McMullen argued that the retail industry is in a state of “constant change,” and while this deal aligns a huge market disruptor with an established physical retail chain, he claimed that “We don’t see this deal as any different than anything else.”
The CEO wouldn’t directly address speculation that Kroger might try to outbid Amazon for Whole Foods, other than to say “you should assume that we look at any potential opportunities.”
Some prognosticators predict that Amazon — with its higher profit margin non-food items (not to mention heavily profitable businesses like Amazon Web Services), and its vast delivery reach — will be able to undercut existing supermarkets on price, particularly on organics, a sector that is notorious for its expensive price tags.
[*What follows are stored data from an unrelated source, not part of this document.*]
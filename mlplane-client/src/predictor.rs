//! Real-time endpoint predictor
//!
//! A [`Predictor`] invokes a deployed endpoint with a configured serializer
//! and deserializer, and manages the endpoint's lifecycle: deletion of the
//! endpoint and its models, data capture updates, and the monitors attached
//! to it.

use tracing::{debug, info, warn};

use mlplane_core::domain::description::Description;
use mlplane_core::domain::endpoint::{EndpointStatus, ProductionVariant};
use mlplane_core::dto::common::Tag;
use mlplane_core::dto::endpoint::{
    CaptureContentTypeHeader, CaptureMode, CaptureOption, CreateEndpointConfigRequest,
    DataCaptureConfig, EndpointRequest,
};

use crate::codec::{Deserializer, Payload, Serializer};
use crate::error::{ClientError, Result};
use crate::monitor::ModelMonitor;
use crate::naming::name_from_base;
use crate::polling::{Poller, WaitOptions};
use crate::s3::S3Uri;
use crate::session::{InvokeRequest, Session};

const MAX_CONFIG_NAME_LEN: usize = 63;
const DEFAULT_SAMPLING_PERCENTAGE: u32 = 20;
const DATA_CAPTURE_PREFIX: &str = "model-monitor/data-capture";

// ============================================================================
// Data Capture
// ============================================================================

/// Data capture settings of an endpoint configuration
#[derive(Debug, Clone, PartialEq, Eq)]
pub struct DataCapture {
    pub enable_capture: bool,
    pub sampling_percentage: u32,
    /// Defaults to `s3://<default bucket>/model-monitor/data-capture`
    pub destination_s3_uri: Option<String>,
    pub kms_key_id: Option<String>,
    pub capture_options: Vec<CaptureMode>,
    pub csv_content_types: Vec<String>,
    pub json_content_types: Vec<String>,
}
“From our long-term business model we always assume the market will get more competitive,” explained McMullen, noting that organics is a $16 billion sector his Kroger Co., which also includes chains like Ralphs, Fred Meyer, and Fry’s. “We’ve been able to make natural and organic accessible to all customers both from a pricing standpoint and from a product offering standpoint. We feel great about the proactive things that we’ve done to help lower prices for our customers and we see that opportunity continue going forward.”
And while Amazon may be able to reach millions of potential customers with its existing logistics and delivery network, McMullen told CNBC that “people still like to go visit with friends, engage and see new foods and new experiences.”
“Kroger has been in business 134 years and we’ve been through many, many changes and we really see this change as well,” said the CEO. “What we find is when we help the customer fall in love with food and we deliver it at a great value, the customers reward us with that business. We don’t see that changing.”